As President Obama winds down his last year in office, it hit me just how powerful the image of this President has been for children of color. Those children who were in kindergarten when Barack Obama was sworn-in as our 44th President will have completed all their years in elementary school and their last year in middle school by the time he leaves office Jan. 20, 2017. As a black woman I wonder will we ever see another African American (or any person of color) as President while those children will actually believe that it is possible to be president of the U.S. for that’s all they’ve known! Which leads me to wonder just how does one go about “raising” a president?

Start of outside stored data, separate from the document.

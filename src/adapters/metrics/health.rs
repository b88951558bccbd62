//! Health Check Server - Liveness, Readiness and Report Endpoints
//!
//! Exposes the supervisor's latest `HealthReport` via axum 0.7:
//!
//! - `/live`: 200 while the process runs
//! - `/ready`: 200 when every worker is `Running` or `Degraded`
//! - `/health`: the full report as JSON

use axum::Router;
use axum::extract::State;
use axum::http::StatusCode;
use axum::response::IntoResponse;
use axum::routing::get;
use axum::Json;
use tokio::sync::watch;
use tokio_util::sync::CancellationToken;
use tracing::{info, instrument};

use crate::domain::state::{HealthReport, ServiceState};

/// Whether the report allows traffic: no worker is stopped, starting,
/// restarting or tripped.
pub fn is_ready(report: &HealthReport) -> bool {
    !report.workers.is_empty()
        && report
            .workers
            .iter()
            .all(|w| matches!(w.state, ServiceState::Running | ServiceState::Degraded))
}

pub struct HealthServer {
    reports: watch::Receiver<HealthReport>,
    bind_address: String,
}

impl HealthServer {
    pub const fn new(reports: watch::Receiver<HealthReport>, bind_address: String) -> Self {
        Self {
            reports,
            bind_address,
        }
    }

    fn router(reports: watch::Receiver<HealthReport>) -> Router {
        Router::new()
            .route("/live", get(Self::liveness))
            .route("/ready", get(Self::readiness))
            .route("/health", get(Self::report))
            .with_state(reports)
    }

    /// Serve until `cancel` fires.
    #[instrument(skip(self, cancel), fields(address = %self.bind_address))]
    pub async fn run(self, cancel: CancellationToken) -> anyhow::Result<()> {
        let app = Self::router(self.reports);
        let listener = tokio::net::TcpListener::bind(&self.bind_address).await?;

        info!("Health server started");

        axum::serve(listener, app)
            .with_graceful_shutdown(async move { cancel.cancelled().await })
            .await?;

        Ok(())
    }

    async fn liveness() -> impl IntoResponse {
        (StatusCode::OK, "OK")
    }

    async fn readiness(State(reports): State<watch::Receiver<HealthReport>>) -> impl IntoResponse {
        if is_ready(&reports.borrow()) {
            (StatusCode::OK, "READY")
        } else {
            (StatusCode::SERVICE_UNAVAILABLE, "NOT READY")
        }
    }

    async fn report(State(reports): State<watch::Receiver<HealthReport>>) -> Json<HealthReport> {
        Json(reports.borrow().clone())
    }
}

#[cfg(test)]
mod tests {
    use std::time::Duration;

    use chrono::Utc;

    use super::*;
    use crate::domain::circuit_breaker::CircuitState;
    use crate::domain::state::WorkerSnapshot;

    fn report(states: &[ServiceState]) -> HealthReport {
        HealthReport {
            generated_at: Utc::now(),
            workers: states
                .iter()
                .enumerate()
                .map(|(i, &state)| WorkerSnapshot {
                    name: format!("w{i}"),
                    state,
                    restart_count: 0,
                    consecutive_restart_failures: 0,
                    uptime: Duration::ZERO,
                    last_health_check_at: None,
                    circuit_state: CircuitState::Closed,
                    circuit_open_until: None,
                })
                .collect(),
        }
    }

    #[test]
    fn test_readiness_rules() {
        assert!(!is_ready(&report(&[])));
        assert!(is_ready(&report(&[ServiceState::Running, ServiceState::Degraded])));
        assert!(!is_ready(&report(&[ServiceState::Running, ServiceState::StoppedFatal])));
        assert!(!is_ready(&report(&[ServiceState::Starting])));
    }

    #[tokio::test]
    async fn test_readiness_follows_latest_report() {
        let (tx, rx) = watch::channel(report(&[ServiceState::Starting]));
        let response = HealthServer::readiness(State(rx.clone())).await.into_response();
        assert_eq!(response.status(), StatusCode::SERVICE_UNAVAILABLE);

        tx.send(report(&[ServiceState::Running])).unwrap();
        let response = HealthServer::readiness(State(rx)).await.into_response();
        assert_eq!(response.status(), StatusCode::OK);
    }
}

Parents, have you ever thought that you may actually be raising the next president of the United States? I hope you don’t allow thoughts such as “I’m a single mom” or “The grandparents are raising him/her” to limit your thinking. After all, President Obama was raised by a single mom and his grandparents. An important point to also note – although the President Obama's father wasn’t around for the majority of his life, his mother and grandparents shared information and positive stories about him with young Barack.
Now I don’t consider myself an expert, but I did think of some things that may help your little one become the leader of our country someday. Of course one can only imagine what our world with all its technological advances will be like in 20 or 30 years, but I think the following is a good place to start on your journey “raising a president”:
People Skills – make sure you have them signed up for a quality preschool to help develop those important people skills (talking to one another, sharing, participating, etc). It’s best to learn how to “play nice” as early as possible (one only needs to look at how our Congress operates to see what happens when you haven’t learned this early on).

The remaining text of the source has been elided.